= Fartsovka =

Black-market importation and retail of foreign consumer goods in the USSR

Fartsovka (Russian: фарцовка) is a slang term for the black market profiteering, illegal in the Soviet Union, that consisted in resale of goods manufactured abroad, which were hard to find and inaccessible to an average Soviet citizen. Clothing and fashion accessories were the overwhelming majority of supply and demand for fartsovka. Also popular were audio media (vinyl records, cassette tapes, and reels), cosmetics, household items, and books. Fartsovka items, or the phenomenon itself, was generally called fartsa. The traders of this type were called fartsovshchiki.

The phenomenon was widely active from the late 1950s until the collapse of the Soviet Union in 1991.

==Etymology==
The exact origin of the term fartsovka is uncertain, but one account suggests that it was derived from an archaic word from the Odessa dialect of Russian, "forets" (форец): a man who bought cheap items and sold them at dishonestly expensive prices.

==Description==

There were two main sources of purchase of fartsa: from foreigners visiting the Soviet Union, and from contrabandists. Fartsovshchiki were mainly young people, as well as people who had the opportunity to closely communicate with foreigners, such as guides, translators, taxi drivers, and prostitutes.

The vast majority of buyers in the market for goods sold on the black market in the 1950s and 1960s were the so-called stilyagi. Later, in the 1970s and 1980s, everyone who had money and wanted to dress in an original way purchased imported consumer goods or equipment, books, or imported musical records, and resorted to the services of black marketeers. During these years, the sources of fartsovka also changed, and the concept itself acquired a broader meaning. The main occupation of most of those who were called black marketers became buying through acquaintances who had connections or the opportunity to travel abroad, allowing them to acquire scarce goods and foodstuffs.

A notable fartsovshchik and foreign currency speculator was Yan Rokotov, involved in the Rokotov–Faibishenko case.

== Legal status ==
Fartsovka was prosecuted under the Soviet criminal code for "Speculation" (Спекуляция)—the buying and reselling of goods for profit. Initially governed by Article 107 of the 1926 RSFSR Criminal Code, it was later codified under Article 88 of the 1960 RSFSR Criminal Code, and subsequently Article 154 in the late 1980s.

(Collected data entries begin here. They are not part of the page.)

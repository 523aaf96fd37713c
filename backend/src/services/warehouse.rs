//! Warehouse service: aisles, levels, sectors, pallets and placement

use serde::{Deserialize, Serialize};
use sqlx::PgPool;
use validator::Validate;

use crate::error::{AppError, AppResult};
use crate::models::{sector_label, Aisle, Device, Level, Pallet, Sector};
use crate::services::device::{lock_device_by_triage, rows_to_devices, DeviceRow, DEVICE_COLUMNS};
use shared::validate_level_label;

/// Warehouse service for storage locations
#[derive(Clone)]
pub struct WarehouseService {
    db: PgPool,
}

/// Input for creating a level
#[derive(Debug, Deserialize, Validate)]
pub struct CreateLevelInput {
    pub aisle_id: i64,
    #[validate(length(equal = 1))]
    pub level: String,
}

/// Input for creating a sector
#[derive(Debug, Deserialize, Validate)]
pub struct CreateSectorInput {
    pub level_id: i64,
    #[validate(range(min = 1))]
    pub sector: i32,
}

/// Input for creating a pallet
#[derive(Debug, Deserialize)]
pub struct CreatePalletInput {
    pub sector_id: Option<i64>,
}

/// Input for placing something on a pallet
#[derive(Debug, Deserialize)]
pub struct PlaceOnPalletInput {
    pub pallet_id: i64,
}

/// Sector with its display label
#[derive(Debug, Serialize)]
pub struct SectorView {
    #[serde(flatten)]
    pub sector: Sector,
    pub label: String,
}

impl WarehouseService {
    /// Create a new WarehouseService instance
    pub fn new(db: PgPool) -> Self {
        Self { db }
    }

    pub async fn create_aisle(&self) -> AppResult<Aisle> {
        let id = sqlx::query_scalar::<_, i64>("INSERT INTO aisles DEFAULT VALUES RETURNING id")
            .fetch_one(&self.db)
            .await?;

        tracing::info!(aisle_id = id, "Aisle created");
        Ok(Aisle { id })
    }

    pub async fn list_aisles(&self) -> AppResult<Vec<Aisle>> {
        let ids = sqlx::query_scalar::<_, i64>("SELECT id FROM aisles ORDER BY id")
            .fetch_all(&self.db)
            .await?;

        Ok(ids.into_iter().map(|id| Aisle { id }).collect())
    }

    /// Create a level, stored upper-case
    pub async fn create_level(&self, input: CreateLevelInput) -> AppResult<Level> {
        input.validate()?;
        validate_level_label(&input.level)?;
        self.ensure_exists("aisles", input.aisle_id, "Aisle").await?;

        let (id, aisle_id, level) = sqlx::query_as::<_, (i64, i64, String)>(
            "INSERT INTO levels (aisle_id, level) VALUES ($1, $2) RETURNING id, aisle_id, level",
        )
        .bind(input.aisle_id)
        .bind(input.level.to_uppercase())
        .fetch_one(&self.db)
        .await?;

        Ok(Level { id, aisle_id, level })
    }

    pub async fn list_levels(&self, aisle_id: i64) -> AppResult<Vec<Level>> {
        let rows = sqlx::query_as::<_, (i64, i64, String)>(
            "SELECT id, aisle_id, level FROM levels WHERE aisle_id = $1 ORDER BY level",
        )
        .bind(aisle_id)
        .fetch_all(&self.db)
        .await?;

        Ok(rows
            .into_iter()
            .map(|(id, aisle_id, level)| Level { id, aisle_id, level })
            .collect())
    }

    pub async fn create_sector(&self, input: CreateSectorInput) -> AppResult<SectorView> {
        input.validate()?;
        let level = self.get_level(input.level_id).await?;

        let (id, level_id, sector) = sqlx::query_as::<_, (i64, i64, i32)>(
            "INSERT INTO sectors (level_id, sector) VALUES ($1, $2) RETURNING id, level_id, sector",
        )
        .bind(input.level_id)
        .bind(input.sector)
        .fetch_one(&self.db)
        .await?;

        let label = sector_label(&level, sector);
        tracing::info!(sector_id = id, label = %label, "Sector created");
        Ok(SectorView {
            sector: Sector { id, level_id, sector },
            label,
        })
    }

    pub async fn list_sectors(&self, level_id: i64) -> AppResult<Vec<SectorView>> {
        let level = self.get_level(level_id).await?;
        let rows = sqlx::query_as::<_, (i64, i64, i32)>(
            "SELECT id, level_id, sector FROM sectors WHERE level_id = $1 ORDER BY sector",
        )
        .bind(level_id)
        .fetch_all(&self.db)
        .await?;

        Ok(rows
            .into_iter()
            .map(|(id, level_id, sector)| SectorView {
                label: sector_label(&level, sector),
                sector: Sector { id, level_id, sector },
            })
            .collect())
    }

    pub async fn create_pallet(&self, input: CreatePalletInput) -> AppResult<Pallet> {
        if let Some(sector_id) = input.sector_id {
            self.ensure_exists("sectors", sector_id, "Sector").await?;
        }

        let (id, sector_id) = sqlx::query_as::<_, (i64, Option<i64>)>(
            "INSERT INTO pallets (sector_id) VALUES ($1) RETURNING id, sector_id",
        )
        .bind(input.sector_id)
        .fetch_one(&self.db)
        .await?;

        Ok(Pallet { id, sector_id })
    }

    pub async fn list_pallets(&self, sector_id: Option<i64>) -> AppResult<Vec<Pallet>> {
        let rows = sqlx::query_as::<_, (i64, Option<i64>)>(
            "SELECT id, sector_id FROM pallets WHERE ($1::bigint IS NULL OR sector_id = $1) ORDER BY id",
        )
        .bind(sector_id)
        .fetch_all(&self.db)
        .await?;

        Ok(rows
            .into_iter()
            .map(|(id, sector_id)| Pallet { id, sector_id })
            .collect())
    }

    /// Put a device on a pallet
    pub async fn place_device(&self, triage: &str, input: PlaceOnPalletInput) -> AppResult<Device> {
        let mut tx = self.db.begin().await?;
        let mut device = lock_device_by_triage(&mut tx, triage).await?;

        let exists = sqlx::query_scalar::<_, bool>("SELECT EXISTS(SELECT 1 FROM pallets WHERE id = $1)")
            .bind(input.pallet_id)
            .fetch_one(&mut *tx)
            .await?;
        if !exists {
            return Err(AppError::NotFound(format!("Pallet {}", input.pallet_id)));
        }

        sqlx::query("UPDATE devices SET pallet_id = $1 WHERE id = $2")
            .bind(input.pallet_id)
            .bind(device.id)
            .execute(&mut *tx)
            .await?;
        tx.commit().await?;

        device.pallet_id = Some(input.pallet_id);
        tracing::info!(triage = %device.triage, pallet_id = input.pallet_id, "Device placed");
        Ok(device)
    }

    /// Put a spare part on a pallet
    pub async fn place_spare(&self, spare_id: i64, input: PlaceOnPalletInput) -> AppResult<()> {
        self.ensure_exists("pallets", input.pallet_id, "Pallet").await?;

        let result = sqlx::query("UPDATE spare_parts SET pallet_id = $1 WHERE id = $2")
            .bind(input.pallet_id)
            .bind(spare_id)
            .execute(&self.db)
            .await?;
        if result.rows_affected() == 0 {
            return Err(AppError::NotFound(format!("Spare part {}", spare_id)));
        }

        tracing::info!(spare_id, pallet_id = input.pallet_id, "Spare part placed");
        Ok(())
    }

    /// Devices stored anywhere in an aisle
    pub async fn devices_in_aisle(&self, aisle_id: i64) -> AppResult<Vec<Device>> {
        self.ensure_exists("aisles", aisle_id, "Aisle").await?;

        let columns = DEVICE_COLUMNS
            .split(", ")
            .map(|c| format!("d.{}", c.trim()))
            .collect::<Vec<_>>()
            .join(", ");
        let rows = sqlx::query_as::<_, DeviceRow>(&format!(
            r#"
            SELECT {}
            FROM devices d
            JOIN pallets p ON p.id = d.pallet_id
            JOIN sectors s ON s.id = p.sector_id
            JOIN levels l ON l.id = s.level_id
            WHERE l.aisle_id = $1
            ORDER BY d.kind, d.indice
            "#,
            columns
        ))
        .bind(aisle_id)
        .fetch_all(&self.db)
        .await?;

        rows_to_devices(rows)
    }

    async fn get_level(&self, level_id: i64) -> AppResult<Level> {
        let (id, aisle_id, level) = sqlx::query_as::<_, (i64, i64, String)>(
            "SELECT id, aisle_id, level FROM levels WHERE id = $1",
        )
        .bind(level_id)
        .fetch_optional(&self.db)
        .await?
        .ok_or_else(|| AppError::NotFound(format!("Level {}", level_id)))?;

        Ok(Level { id, aisle_id, level })
    }

    async fn ensure_exists(&self, table: &str, id: i64, what: &str) -> AppResult<()> {
        let exists = sqlx::query_scalar::<_, bool>(&format!(
            "SELECT EXISTS(SELECT 1 FROM {} WHERE id = $1)",
            table
        ))
        .bind(id)
        .fetch_one(&self.db)
        .await?;

        if !exists {
            return Err(AppError::NotFound(format!("{} {}", what, id)));
        }
        Ok(())
    }
}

Because fartsovka often involved foreign currency and the distribution of "bourgeois" ideology via cultural items, it was treated more harshly than the speculation of domestic goods. Punishments ranged from heavy fines and confiscation of property to imprisonment in corrective labor camps (Gulag) for up to 15 years. In cases involving exceptionally large sums of foreign currency or organized smuggling rings, the death penalty by firing squad could be applied.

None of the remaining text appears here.